3.6 JURISTIC PERSONS – HOW DO JURISTIC PERSONS COME INTO EXISTENCE?
 JURISTIC PERSONS AND THE CONSTITUTION OF THE REPUBLIC OF SOUTH AFRICA, 1996
- The Bill of Rights, contained in chapter 2 of the Constitution of the Republic of South Africa,
1996, applies to both natural and juristic persons.
- Thus, juristic persons are entitled to the rights in the Bill of Rights ’to the extent required by
the nature of the rights and the nature of that juristic person’.
 ESTABLISHMENT OF JURISTIC PERSONS II EXAMPLE ON PAGE 51
- A juristic person, in contrast to a natural person, has been described as merely a legal
concept and as such has no physical existence
- Juristic persons are primarily established in two ways:
i. by means of a general enabling Act; or
ii. by means of a specific Act of Parliament.
- They may also be established in a third way by means of conduct but, in practice, this does
not happen very often.
- There are two general enabling Acts:
i. Companies Act 71 of 200854
ii. Close Corporations Act 69 of 1984.
- As such, once a company or a close corporation has been incorporated, as provided for in
the Acts, they become juristic persons with all the rights and duties associated therewith
 MEANING AND ESTABLISHMENT OF JURISTIC PERSONS
- Section 14(4) of the Companies Act 71 of 2008 states that the issuing of a registration
certificate provides conclusive evidence that the requirements for incorporation have been
met and that the company is so incorporated.
- As of this date, the company has the same powers, to the extent that it can, as a natural
person unless the company’s memorandum of incorporation states otherwise.

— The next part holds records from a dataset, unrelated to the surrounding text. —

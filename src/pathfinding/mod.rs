//! Road pathfinding using A*
//!
//! Searches an implicit grid laid over the terrain oracle. Nodes sit on the
//! lattice points `(i * cell_size, j * cell_size)`; a world point belongs to
//! the node of its floor-snapped cell. Moves use a 16-direction set (4
//! cardinal, 4 diagonal, 8 knight moves) so diagonal routes do not
//! staircase.

pub mod cost;

use std::cmp::Ordering;
use std::collections::{BTreeSet, HashMap, HashSet};

use tracing::debug;

use crate::config::PathfinderParams;
use crate::error::{Result, RoadError};
use crate::geometry::WorldPoint;
use crate::terrain::TerrainOracle;

pub use cost::{terrain_variance, EdgeCostModel};

/// Integer search grid coordinate
pub type GridCell = (i32, i32);

/// 4 cardinal, 4 diagonal and 8 knight moves
pub const MOVES: [(i32, i32); 16] = [
    (1, 0), (0, 1), (-1, 0), (0, -1),
    (1, 1), (1, -1), (-1, 1), (-1, -1),
    (2, 1), (1, 2), (-1, 2), (-2, 1),
    (-2, -1), (-1, -2), (1, -2), (2, -1),
];

/// Entry of the open set, ordered by f-cost then position
#[derive(Clone, Copy, Debug)]
struct OpenNode {
    f: f32,
    cell: GridCell,
}

impl PartialEq for OpenNode {
    fn eq(&self, other: &Self) -> bool {
        self.cmp(other) == Ordering::Equal
    }
}

impl Eq for OpenNode {}

impl PartialOrd for OpenNode {
    fn partial_cmp(&self, other: &Self) -> Option<Ordering> {
        Some(self.cmp(other))
    }
}

impl Ord for OpenNode {
    fn cmp(&self, other: &Self) -> Ordering {
        self.f.total_cmp(&other.f).then_with(|| self.cell.cmp(&other.cell))
    }
}

/// A* road pathfinder over a terrain oracle.
pub struct Pathfinder<'a, T: TerrainOracle + ?Sized> {
    oracle: &'a T,
    params: &'a PathfinderParams,
}

impl<'a, T: TerrainOracle + ?Sized> Pathfinder<'a, T> {
    pub fn new(oracle: &'a T, params: &'a PathfinderParams) -> Self {
        Self { oracle, params }
    }

    pub fn cell_of(&self, p: WorldPoint) -> GridCell {
        (
            (p.x / self.params.cell_size).floor() as i32,
            (p.z / self.params.cell_size).floor() as i32,
        )
    }

    /// Find a waypoint polyline from `start` to `end`, both inclusive.
    ///
    /// Interior waypoints are search lattice points; the first and last
    /// points are exactly `start` and `end`.
    pub fn find_path(&self, start: WorldPoint, end: WorldPoint) -> Result<Vec<WorldPoint>> {
        if !start.is_finite() || !end.is_finite() {
            return Err(RoadError::PathNotFound);
        }

        let start_cell = self.cell_of(start);
        let goal_cell = self.cell_of(end);
        if start_cell == goal_cell {
            return Ok(vec![start, end]);
        }

        let model = EdgeCostModel::new(self.oracle, self.params);
        let goal_pos = model.cell_position(goal_cell);
        let heuristic = |cell: GridCell| model.cell_position(cell).distance(goal_pos) * self.params.base_cost;
        let max_radius_sq = self.params.max_search_radius * self.params.max_search_radius;

        let mut open = BTreeSet::new();
        let mut g_score: HashMap<GridCell, f32> = HashMap::new();
        let mut came_from: HashMap<GridCell, GridCell> = HashMap::new();
        let mut closed: HashSet<GridCell> = HashSet::new();

        g_score.insert(start_cell, 0.0);
        open.insert(OpenNode { f: heuristic(start_cell), cell: start_cell });

        let mut iterations = 0usize;
        while let Some(current) = open.pop_first() {
            iterations += 1;
            if iterations > self.params.max_iterations {
                debug!(iterations, "pathfinder gave up");
                return Err(RoadError::IterationLimitReached { iterations: self.params.max_iterations });
            }

            let cell = current.cell;
            if cell == goal_cell {
                debug!(iterations, "pathfinder reached goal");
                return Ok(self.reconstruct(&model, &came_from, cell, start, end));
            }
            closed.insert(cell);

            let g = g_score.get(&cell).copied().unwrap_or(f32::INFINITY);
            for (dx, dy) in MOVES {
                let next = (cell.0 + dx, cell.1 + dy);
                if closed.contains(&next) {
                    continue;
                }
                if model.cell_position(next).distance_sq(WorldPoint::ORIGIN) > max_radius_sq {
                    continue;
                }

                let step = model.cost(cell, next);
                if !step.is_finite() {
                    continue;
                }

                let tentative = g + step;
                let previous = g_score.get(&next).copied().unwrap_or(f32::INFINITY);
                if tentative < previous {
                    if previous.is_finite() {
                        open.remove(&OpenNode { f: previous + heuristic(next), cell: next });
                    }
                    g_score.insert(next, tentative);
                    came_from.insert(next, cell);
                    open.insert(OpenNode { f: tentative + heuristic(next), cell: next });
                }
            }
        }

        debug!(iterations, "pathfinder exhausted open set");
        Err(RoadError::PathNotFound)
    }

    fn reconstruct(
        &self,
        model: &EdgeCostModel<'_, T>,
        came_from: &HashMap<GridCell, GridCell>,
        goal: GridCell,
        start: WorldPoint,
        end: WorldPoint,
    ) -> Vec<WorldPoint> {
        let mut cells = vec![goal];
        let mut current = goal;
        while let Some(&prev) = came_from.get(&current) {
            cells.push(prev);
            current = prev;
        }
        cells.reverse();

        let mut path: Vec<WorldPoint> = cells.into_iter().map(|c| model.cell_position(c)).collect();
        if let Some(first) = path.first_mut() {
            *first = start;
        }
        if let Some(last) = path.last_mut() {
            *last = end;
        }
        path
    }
}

- The locus classicus [a well-known or authoritative case on a particular matter] on the
establishment of legal personality is Salomon v A Salomon & Co Ltd.
- It was held that as soon as a company has been incorporated in compliance with all the legal
requirements a company becomes a person separate from its incorporators, shareholders
and/or members.
- The principle of separateness of the company from its shareholders, established in the
Salomon case, have been entrenched and treated as sacred in South African law.
- Courts will only disregard the separateness of the company from its shareholders in
exceptional instances, e.g., to prevent fraud, tax evasion, etc.
 CONSEQUENCES OF SEPARATENESS
- One of the biggest advantages of incorporating a juristic person is that it creates limited
liability, subject to exceptions.
- In addition, a juristic person has perpetual existence, which means that a change in
shareholding does not affect the existence of the company.
- Several consequences follow once a juristic person has been established.
- These include, inter alia, that the juristic person is liable for its own debts and that neither
the shareholder nor the members, as the case may be, are responsible for the company’s
debts.
- Likewise, the juristic person is also not liable for the debts of its shareholders or members.
Shareholders are not, by virtue of being a shareholder, entitled to act on behalf of a
company; only the appointed agents of a company (i.e., the board of directors) may act on
behalf of the company.
- The profits of the company belong to the company; shareholders are only entitled to share
in the profits if the board declares dividends.
- Furthermore, shareholders are not the owners of company assets; they are only able to
share in the surplus assets upon liquidation of the company if there are such assets.
- Upon incorporation the company may sue and be sued in its own name.